Homo faber in the making: Towards an interdisciplinary understanding of human toolmaking skill acquisition Restricted; Files Only
Liu, Cheng (Spring 2025)
Abstract
Toolmaking, together with bipedalism and language, was once regarded as a defining feature that makes humans distinct from other species. Although this notion of human uniqueness has been challenged in the past decades by mounting evidence of toolmaking by non-human primates and corvids, it is undoubtedly still critical to human experience in the sense that a biocultural feedback loop is formed through toolmaking that shapes our minds and bodies. Yet the ability to make tools is not born with us, and we all need to either learn from others or through repeated trials and errors. To better understand the diversity and universality in the process of human toolmaking skill acquisition, my article-based dissertation combines multiple lines of analyses ranging from ethnography through experiment to archaeology.
The first chapter of my dissertation aims to provide a cross-cultural survey on how people in non-industrial societies learn to make tools.
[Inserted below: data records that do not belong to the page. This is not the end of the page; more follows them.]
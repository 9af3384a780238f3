pub mod admin;
pub mod rate_limit;
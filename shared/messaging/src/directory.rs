//! Directory entries describing the counterparty of a conversation.
//!
//! The directory itself is owned elsewhere; conversations only read these.

use crate::UserId;
use chrono::{DateTime, Utc};
use serde::{Deserialize, Serialize};

/// A user the local account can chat with.
#[derive(Debug, Clone, PartialEq, Eq, Serialize, Deserialize)]
pub struct Peer {
    #[serde(rename = "_id")]
    pub id: UserId,
    #[serde(rename = "name")]
    pub display_name: String,
    #[serde(rename = "isOnline", default)]
    pub is_online: bool,
    /// Only meaningful while `is_online` is false.
    #[serde(rename = "lastSeen", default)]
    pub last_seen_at: Option<DateTime<Utc>>,
}

impl Peer {
    pub fn new(id: UserId, display_name: impl Into<String>) -> Self {
        Self {
            id,
            display_name: display_name.into(),
            is_online: false,
            last_seen_at: None,
        }
    }

    pub fn online(mut self) -> Self {
        self.is_online = true;
        self
    }

    pub fn last_seen(mut self, at: DateTime<Utc>) -> Self {
        self.is_online = false;
        self.last_seen_at = Some(at);
        self
    }

    pub fn presence(&self) -> Presence {
        match (self.is_online, self.last_seen_at) {
            (true, _) => Presence::Online,
            (false, Some(at)) => Presence::LastSeen(at),
            (false, None) => Presence::Offline,
        }
    }

    /// Avatar letter: uppercased first character of the display name.
    pub fn initial(&self) -> Option<char> {
        self.display_name
            .chars()
            .next()
            .and_then(|c| c.to_uppercase().next())
    }
}

#[derive(Debug, Clone, Copy, PartialEq, Eq)]
pub enum Presence {
    Online,
    LastSeen(DateTime<Utc>),
    Offline,
}

impl Presence {
    pub fn label(&self, now: DateTime<Utc>) -> String {
        match self {
            Self::Online => "Online".to_string(),
            Self::LastSeen(at) => format!("Last seen {} ago", distance_words(now - *at)),
            Self::Offline => "Offline".to_string(),
        }
    }
}

/// Coarse, human-readable distance ("5 minutes", "about 2 hours").
pub fn distance_words(elapsed: chrono::Duration) -> String {
    let secs = elapsed.num_seconds().max(0);
    let mins = (secs + 30) / 60;
    let hours = (mins + 30) / 60;
    let days = (hours + 12) / 24;

    if secs < 30 {
        "less than a minute".to_string()
    } else if secs < 90 {
        "1 minute".to_string()
    } else if mins < 45 {
        format!("{mins} minutes")
    } else if mins < 90 {
        "about 1 hour".to_string()
    } else if hours < 24 {
        format!("about {hours} hours")
    } else if hours < 42 {
        "1 day".to_string()
    } else if days < 30 {
        format!("{days} days")
    } else if days < 365 {
        plural(days / 30, "month")
    } else {
        plural(days / 365, "year")
    }
}

fn plural(count: i64, unit: &str) -> String {
    if count == 1 {
        format!("1 {unit}")
    } else {
        format!("{count} {unit}s")
    }
}
use anyhow::Context;
use chatsync_engine::replay::{self, Transcript};
use chatsync_engine::{init_tracing, EngineConfig};
use std::fs;
use tracing::info;

fn main() -> anyhow::Result<()> {
    init_tracing();

    let path = std::env::args()
        .nth(1)
        .context("usage: chatsync-replay <transcript.json>")?;
    let config = EngineConfig::from_env()?;

    let raw = fs::read_to_string(&path).with_context(|| format!("reading {path}"))?;
    let transcript: Transcript =
        serde_json::from_str(&raw).with_context(|| format!("parsing {path}"))?;
    info!(%path, steps = transcript.steps.len(), "replaying transcript");

    let report = replay::run(transcript, &config)?;
    println!("{}", serde_json::to_string_pretty(&report)?);
    Ok(())
}
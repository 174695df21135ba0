//! Conversation orchestration: one message store and one typing controller for
//! the selected peer, fed by history fetches and the live event stream.

mod conversation;
mod runtime;
mod transport;

pub use conversation::{ConversationSession, HistoryRequest, SessionUpdate};
pub use runtime::{SessionCommand, SessionHandle, SessionRuntime};
pub use transport::{ChannelTransport, HistoryError, HistoryFetcher, LiveTransport};

use crate::grouping::DayGroup;
use chatsync_messaging::Peer;
use serde::Serialize;

/// Errors returned to presentation code. None of them end the session.
#[derive(Debug, thiserror::Error)]
pub enum SessionError {
    #[error("no peer selected")]
    NoActivePeer,
    #[error("message content is empty")]
    InvalidMessageContent,
    #[error("session runtime has shut down")]
    RuntimeClosed,
}

pub type Result<T> = std::result::Result<T, SessionError>;

#[derive(Debug, Clone, PartialEq, Eq, Default, Serialize)]
#[serde(tag = "state", content = "reason", rename_all = "snake_case")]
pub enum HistoryStatus {
    /// No peer selected.
    #[default]
    Idle,
    Loading,
    Loaded,
    /// The fetch failed. Recoverable through an explicit retry.
    Unavailable(String),
}

/// Read-only composite the chat window renders.
#[derive(Debug, Clone, PartialEq, Eq, Default, Serialize)]
pub struct ConversationView {
    pub peer: Option<Peer>,
    pub messages: Vec<DayGroup>,
    pub is_loading: bool,
    pub remote_typing: bool,
    pub history: HistoryStatus,
    /// Last refusal reported by the server for an outgoing message.
    pub send_error: Option<String>,
}

impl ConversationView {
    pub fn message_count(&self) -> usize {
        self.messages.iter().map(|group| group.messages.len()).sum()
    }

    /// "No messages yet" state: a peer is open, nothing is loading, nothing to show.
    pub fn is_empty(&self) -> bool {
        self.peer.is_some() && !self.is_loading && self.message_count() == 0
    }

    pub fn history_unavailable(&self) -> bool {
        matches!(self.history, HistoryStatus::Unavailable(_))
    }
}
//! Seams to the external collaborators: the live connection and the history API.

use async_trait::async_trait;
use chatsync_messaging::{Message, MessagingError, OutgoingIntent, UserId};
use tokio::sync::mpsc;
use tracing::debug;

/// Outgoing side of the live connection, injected into each session.
/// Every call is fire-and-forget.
pub trait LiveTransport: Send + Sync {
    fn emit(&self, intent: OutgoingIntent);

    fn send_message(&self, peer: &UserId, content: &str) {
        self.emit(OutgoingIntent::SendMessage {
            receiver_id: peer.clone(),
            content: content.to_string(),
        });
    }

    fn announce_typing(&self, peer: &UserId) {
        self.emit(OutgoingIntent::StartTyping {
            receiver_id: peer.clone(),
        });
    }

    fn announce_stop_typing(&self, peer: &UserId) {
        self.emit(OutgoingIntent::StopTyping {
            receiver_id: peer.clone(),
        });
    }
}

/// Hands intents to a socket adapter task over an unbounded channel.
#[derive(Debug, Clone)]
pub struct ChannelTransport {
    intent_tx: mpsc::UnboundedSender<OutgoingIntent>,
}

impl ChannelTransport {
    pub fn new() -> (Self, mpsc::UnboundedReceiver<OutgoingIntent>) {
        let (intent_tx, intent_rx) = mpsc::unbounded_channel();
        (Self { intent_tx }, intent_rx)
    }
}

impl LiveTransport for ChannelTransport {
    fn emit(&self, intent: OutgoingIntent) {
        if let Err(err) = self.intent_tx.send(intent) {
            debug!(event = err.0.event_name(), "socket adapter gone, intent dropped");
        }
    }
}

#[derive(Debug, thiserror::Error)]
pub enum HistoryError {
    #[error("network error: {0}")]
    Network(String),
    #[error("invalid history payload: {0}")]
    Decode(#[from] MessagingError),
}

/// Loads the stored conversation with one peer.
#[async_trait]
pub trait HistoryFetcher: Send + Sync {
    async fn fetch_history(&self, peer: &UserId) -> Result<Vec<Message>, HistoryError>;
}

#[cfg(test)]
mod tests {
    use super::*;

    #[test]
    fn channel_transport_forwards_intents() {
        let (transport, mut rx) = ChannelTransport::new();
        let peer = UserId::new("peer");

        transport.announce_typing(&peer);
        transport.send_message(&peer, "hi");
        transport.announce_stop_typing(&peer);

        assert_eq!(
            rx.try_recv().unwrap(),
            OutgoingIntent::StartTyping {
                receiver_id: peer.clone()
            }
        );
        assert_eq!(
            rx.try_recv().unwrap(),
            OutgoingIntent::SendMessage {
                receiver_id: peer.clone(),
                content: "hi".to_string()
            }
        );
        assert_eq!(
            rx.try_recv().unwrap(),
            OutgoingIntent::StopTyping { receiver_id: peer }
        );
    }

    #[test]
    fn emitting_without_adapter_is_silent() {
        let (transport, rx) = ChannelTransport::new();
        drop(rx);
        transport.announce_typing(&UserId::new("peer"));
    }
}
To achieve this goal, I compiled a 290-page-long appendix of relevant ethnographic records from 170 societies displaying varying subsistence strategies around the world and coded them using the eHRAF World Cultures database, with a particular focus on developmental contexts and transmission biases involved in the learning processes.
Subsequently, I narrowed down my research subject from the learning of general toolmaking to stone toolmaking, which represents the oldest and most widely distributed toolmaking tradition in human history due to the prevalence and durability of lithic materials. As such, Chapter 2 is a multi-sited experimental study focusing on the emergence of stone toolmaking variability at the intra- and inter-group levels, where I collaborated with five experienced knappers worldwide to recruit local adults without previous experience in knapping and train them to reproduce microlithic technology that was prevalent globally during the Late Pleistocene. The results showed that distinct communities of practice can be identified in constrained design space through multivariate analysis of core attributes. The analysis also demonstrated that intra-group variability was consistently lower than inter-group variability, suggesting that technological choices, rather than material constraints, drive morphological variation.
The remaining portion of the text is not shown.